The effect of ezetimibe on androgen production in hypercholesterolemic women with polycystic ovary syndrome.

Abstract

Statin therapy was found to reduce circulating androgen levels in patients with polycystic ovary syndrome (PCOS). No similar data are available for ezetimibe. The study included 14 women with PCOS and hypercholesterolemia, intolerant to statins or having contraindications to this treatment, who were treated with ezetimibe (10mg daily). They were compared with 14 matched women with both of these disorders receiving simvastatin (40mg daily). Plasma lipids, glucose homeostasis markers, and serum levels of androgens, sex hormone-binding globulin, and gonadotropins were assessed at baseline and after 3months of treatment. Both simvastatin and ezetimibe decreased plasma levels of total and LDL cholesterol. Ezetimibe, but not simvastatin, slightly reduced insulin resistance.
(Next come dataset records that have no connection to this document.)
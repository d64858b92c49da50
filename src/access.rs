//! Field resolution over [`Reflect`] values.
//!
//! Paths are dot-separated. Each segment names a struct field, a map key or a
//! sequence index, and `Option`/`Box` layers are looked through on the way.
//! A path that does not exist on the runtime value is simply `None`.

use crate::reflect::{Reflect, View, ViewMut};
use crate::value::Value;

/// Resolves `path` from `root`. The empty path is the root itself.
pub fn resolve<'a>(root: &'a dyn Reflect, path: &str) -> Option<&'a dyn Reflect> {
    if path.is_empty() {
        return Some(root);
    }
    path.split('.').try_fold(root, step)
}

fn step<'a>(node: &'a dyn Reflect, segment: &str) -> Option<&'a dyn Reflect> {
    match deref(node)?.view() {
        View::Struct(s) => s.field(segment),
        View::Map(m) => m.get(segment),
        View::Seq(s) => s.get(segment.parse().ok()?),
        _ => None,
    }
}

/// Follows pointers down to a concrete value; `None` for nil.
pub fn deref(node: &dyn Reflect) -> Option<&dyn Reflect> {
    match node.view() {
        View::Pointer(Some(inner)) => deref(inner),
        View::Pointer(None) | View::Nil => None,
        _ => Some(node),
    }
}

/// Indexes a resolved field by each key in turn.
///
/// Numbers index sequences, struct fields by declaration order and maps by
/// their integer key text. Strings index maps and struct fields by name.
pub fn index<'a>(node: &'a dyn Reflect, keys: &[Value<'_>]) -> Option<&'a dyn Reflect> {
    keys.iter().try_fold(node, |node, key| {
        let node = deref(node)?;
        match (node.view(), key) {
            (View::Seq(s), Value::Float(n)) => s.get(ordinal(*n)?),
            (View::Struct(s), Value::Float(n)) => s.field_at(ordinal(*n)?),
            (View::Struct(s), Value::String(name)) => s.field(name),
            (View::Map(m), key) => m.get(&key_text(key)?),
            _ => None,
        }
    })
}

fn ordinal(n: f64) -> Option<usize> {
    (n >= 0.0 && n.fract() == 0.0 && n <= usize::MAX as f64).then_some(n as usize)
}

/// Text used to look a value up as a map key.
pub fn key_text(key: &Value<'_>) -> Option<String> {
    match key {
        Value::String(s) => Some(s.to_string()),
        Value::Float(n) if n.fract() == 0.0 && n.abs() < 9.0e15 => Some((*n as i64).to_string()),
        Value::Float(n) => Some(n.to_string()),
        Value::Boolean(b) => Some(b.to_string()),
        Value::Null | Value::Opaque(_) => None,
    }
}

/// Resolves `path` for writing.
///
/// With `init_zero`, nil pointers met on the way are replaced by their zero
/// value so that the path always exists afterwards. The final field is
/// returned as declared, pointer included.
pub fn resolve_mut<'a>(
    root: &'a mut dyn Reflect,
    path: &str,
    init_zero: bool,
) -> Option<&'a mut dyn Reflect> {
    if path.is_empty() {
        return Some(root);
    }
    let mut node = root;
    for segment in path.split('.') {
        node = step_mut(deref_mut(node, init_zero)?, segment)?;
    }
    Some(node)
}

fn step_mut<'a>(node: &'a mut dyn Reflect, segment: &str) -> Option<&'a mut dyn Reflect> {
    match node.view_mut() {
        ViewMut::Struct(s) => s.field_mut(segment),
        ViewMut::Map(m) => m.get_mut(segment),
        ViewMut::Seq(s) => s.get_mut(segment.parse().ok()?),
        ViewMut::Leaf | ViewMut::Pointer(_) => None,
    }
}

fn deref_mut(node: &mut dyn Reflect, init_zero: bool) -> Option<&mut dyn Reflect> {
    if !matches!(node.view(), View::Pointer(_)) {
        return Some(node);
    }
    match node.view_mut() {
        ViewMut::Pointer(pointer) => {
            let inner = if init_zero {
                Some(pointer.get_or_init())
            } else {
                pointer.get_mut()
            };
            deref_mut(inner?, init_zero)
        }
        _ => None,
    }
}

#[cfg(test)]
mod tests {
    use std::collections::BTreeMap;

    use super::*;

    crate::tagged! {
        #[derive(Debug, Default)]
        struct Leaf {
            n: i64,
        }
    }

    crate::tagged! {
        #[derive(Debug, Default)]
        struct Root {
            leaf: Option<Leaf>,
            list: Vec<Leaf>,
            map: BTreeMap<String, i64>,
        }
    }

    fn int(node: Option<&dyn Reflect>) -> Option<i64> {
        match node?.view() {
            View::Int(n) => Some(n),
            _ => None,
        }
    }

    #[test]
    fn test_resolve_paths() {
        let root = Root {
            leaf: Some(Leaf { n: 1 }),
            list: vec![Leaf { n: 2 }, Leaf { n: 3 }],
            map: BTreeMap::from([("k".to_string(), 4)]),
        };
        assert_eq!(int(resolve(&root, "leaf.n")), Some(1));
        assert_eq!(int(resolve(&root, "list.1.n")), Some(3));
        assert_eq!(int(resolve(&root, "map.k")), Some(4));
        assert!(resolve(&root, "list.7.n").is_none());
        assert!(resolve(&root, "missing").is_none());
    }

    #[test]
    fn test_resolve_through_nil_pointer() {
        let root = Root::default();
        assert!(resolve(&root, "leaf").is_some());
        assert!(resolve(&root, "leaf.n").is_none());
    }

    #[test]
    fn test_resolve_mut_initialises_pointers() {
        let mut root = Root::default();
        assert!(resolve_mut(&mut root, "leaf.n", false).is_none());

        let field = resolve_mut(&mut root, "leaf.n", true).unwrap();
        field.assign_strs(&["9"], false).unwrap();
        assert_eq!(root.leaf.map(|l| l.n), Some(9));
    }

    #[test]
    fn test_index_by_values() {
        let root = Root {
            list: vec![Leaf { n: 5 }],
            map: BTreeMap::from([("7".to_string(), 8)]),
            ..Default::default()
        };
        let list = resolve(&root, "list").unwrap();
        assert_eq!(int(index(list, &[Value::Float(0.0), Value::from("n")])), Some(5));
        assert_eq!(int(index(list, &[Value::Float(0.0), Value::Float(0.0)])), Some(5));
        assert!(index(list, &[Value::Float(0.5)]).is_none());

        let map = resolve(&root, "map").unwrap();
        assert_eq!(int(index(map, &[Value::Float(7.0)])), Some(8));
        assert!(index(map, &[Value::Null]).is_none());
    }
}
Simvastatin decreased serum levels of total testosterone (-23%, P<0.001), free testosterone (-32%, P<0.001), androstendione (-20%, P<0.01), and dehydroepiandrosterone sulfate (-17%, P<0.05), as well as tended to reduce the luteinizing hormone/follicle-stimulating hormone ratio (-23%, P=0.095). Ezetimibe only insignificantly reduced serum levels of free testosterone (-14%, P=0.098). There were no differences in the effects of simvastatin on circulating hormone levels between insulin-resistant and insulin-sensitive subjects. In turn, the effect of ezetimibe on free testosterone levels was stronger in insulin-resistant patients. Although ezetimibe and simvastatin are equipotent in lowering lipid levels in hypercholesterolemic patients with coexisting PCOS, simvastatin exhibits a more pronounced effect on circulating androgen levels in this group of patients.